▶ Dataset entries:
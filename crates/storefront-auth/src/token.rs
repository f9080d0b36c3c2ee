//! Authorization-code exchange
//!
//! The native flow trades the callback's `code` for an access token with a
//! form POST carrying the app credentials. Tokens do not expire and there is
//! no refresh grant.

use common::Secret;
use reqwest::StatusCode;
use serde::{Deserialize, Deserializer};
use serde_json::Value;

use crate::credentials::ClientCredentials;
use crate::error::{Error, Result};

/// Token granted to the CLI, from either flow.
#[derive(Debug, Clone)]
pub struct TokenResult {
    pub access_token: Secret<String>,
    pub token_type: String,
    pub scope: String,
    /// Store the token is bound to (`user_id` on the wire).
    pub account_id: String,
}

#[derive(Deserialize)]
struct TokenResponse {
    #[serde(default)]
    access_token: String,
    #[serde(default)]
    token_type: String,
    #[serde(default)]
    scope: String,
    #[serde(default, deserialize_with = "string_or_number")]
    user_id: String,
}

/// `user_id` arrives as a JSON number or a string depending on the endpoint.
fn string_or_number<'de, D: Deserializer<'de>>(deserializer: D) -> std::result::Result<String, D::Error> {
    match Value::deserialize(deserializer)? {
        Value::String(s) => Ok(s),
        Value::Number(n) => Ok(n.to_string()),
        Value::Null => Ok(String::new()),
        other => Err(serde::de::Error::custom(format!(
            "user_id must be a string or number, got {other}"
        ))),
    }
}

/// Exchange an authorization code at `token_url`.
pub async fn exchange_code(
    client: &reqwest::Client,
    token_url: &str,
    credentials: &ClientCredentials,
    code: &str,
) -> Result<TokenResult> {
    let response = client
        .post(token_url)
        .form(&[
            ("client_id", credentials.client_id.as_str()),
            ("client_secret", credentials.client_secret.expose().as_str()),
            ("grant_type", "authorization_code"),
            ("code", code),
        ])
        .send()
        .await
        .map_err(|e| Error::Http(format!("token exchange request failed: {e}")))?;

    let status = response.status();
    if status != StatusCode::OK {
        let body = response
            .text()
            .await
            .unwrap_or_else(|_| String::from("<no body>"));
        return Err(Error::TokenExchange(format!(
            "token endpoint returned {status}: {body}"
        )));
    }

    let token = response
        .json::<TokenResponse>()
        .await
        .map_err(|e| Error::TokenExchange(format!("invalid token response: {e}")))?;

    if token.access_token.is_empty() {
        return Err(Error::NoAccessToken);
    }

    Ok(TokenResult {
        access_token: Secret::from(token.access_token),
        token_type: token.token_type,
        scope: token.scope,
        account_id: token.user_id,
    })
}

/// Pull the authorization code out of a pasted redirect URL. Input that is
/// not a URL with a `code` parameter is taken as the bare code.
pub fn extract_code(input: &str) -> Result<String> {
    let input = input.trim();
    let from_url = reqwest::Url::parse(input).ok().and_then(|url| {
        url.query_pairs()
            .find(|(key, _)| key == "code")
            .map(|(_, value)| value.into_owned())
    });

    match from_url {
        Some(code) if !code.is_empty() => Ok(code),
        _ if !input.is_empty() && !input.contains("://") => Ok(input.to_string()),
        _ => Err(Error::MissingCode),
    }
}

▶ WHAT IS REQUIRED: Nothing but an exact reproduction of the entries is wanted.

▶ WRITTEN ANSWER:
filename crates/storefront-auth/src/token.rs
repository f9080d0b36c3c2ee
//! Authorization-code exchange
//!
//! The native flow trades the callback's `code` for an access token with a
//! form POST carrying the app credentials. Tokens do not expire and there is
//! no refresh grant.

use common::Secret;
use reqwest::StatusCode;
use serde::{Deserialize, Deserializer};
use serde_json::Value;

use crate::credentials::ClientCredentials;
use crate::error::{Error, Result};

/// Token granted to the CLI, from either flow.
#[derive(Debug, Clone)]
pub struct TokenResult {
    pub access_token: Secret<String>,
    pub token_type: String,
    pub scope: String,
    /// Store the token is bound to (`user_id` on the wire).
    pub account_id: String,
}

#[derive(Deserialize)]
struct TokenResponse {
    #[serde(default)]
    access_token: String,
    #[serde(default)]
    token_type: String,
    #[serde(default)]
    scope: String,
    #[serde(default, deserialize_with = "string_or_number")]
    user_id: String,
}

/// `user_id` arrives as a JSON number or a string depending on the endpoint.
fn string_or_number<'de, D: Deserializer<'de>>(deserializer: D) -> std::result::Result<String, D::Error> {
    match Value::deserialize(deserializer)? {
        Value::String(s) => Ok(s),
        Value::Number(n) => Ok(n.to_string()),
        Value::Null => Ok(String::new()),
        other => Err(serde::de::Error::custom(format!(
            "user_id must be a string or number, got {other}"
        ))),
    }
}

/// Exchange an authorization code at `token_url`.
pub async fn exchange_code(
    client: &reqwest::Client,
    token_url: &str,
    credentials: &ClientCredentials,
    code: &str,
) -> Result<TokenResult> {
    let response = client
        .post(token_url)
        .form(&[
            ("client_id", credentials.client_id.as_str()),
            ("client_secret", credentials.client_secret.expose().as_str()),
            ("grant_type", "authorization_code"),
            ("code", code),
        ])
        .send()
        .await
        .map_err(|e| Error::Http(format!("token exchange request failed: {e}")))?;

    let status = response.status();
    if status != StatusCode::OK {
        let body = response
            .text()
            .await
            .unwrap_or_else(|_| String::from("<no body>"));
        return Err(Error::TokenExchange(format!(
            "token endpoint returned {status}: {body}"
        )));
    }

    let token = response
        .json::<TokenResponse>()
        .await
        .map_err(|e| Error::TokenExchange(format!("invalid token response: {e}")))?;

    if token.access_token.is_empty() {
        return Err(Error::NoAccessToken);
    }

    Ok(TokenResult {
        access_token: Secret::from(token.access_token),
        token_type: token.token_type,
        scope: token.scope,
        account_id: token.user_id,
    })
}

/// Pull the authorization code out of a pasted redirect URL. Input that is
/// not a URL with a `code` parameter is taken as the bare code.
pub fn extract_code(input: &str) -> Result<String> {
    let input = input.trim();
    let from_url = reqwest::Url::parse(input).ok().and_then(|url| {
        url.query_pairs()
            .find(|(key, _)| key == "code")
            .map(|(_, value)| value.into_owned())
    });

    match from_url {
        Some(code) if !code.is_empty() => Ok(code),
        _ if !input.is_empty() && !input.contains("://") => Ok(input.to_string()),
        _ => Err(Error::MissingCode),
    }
}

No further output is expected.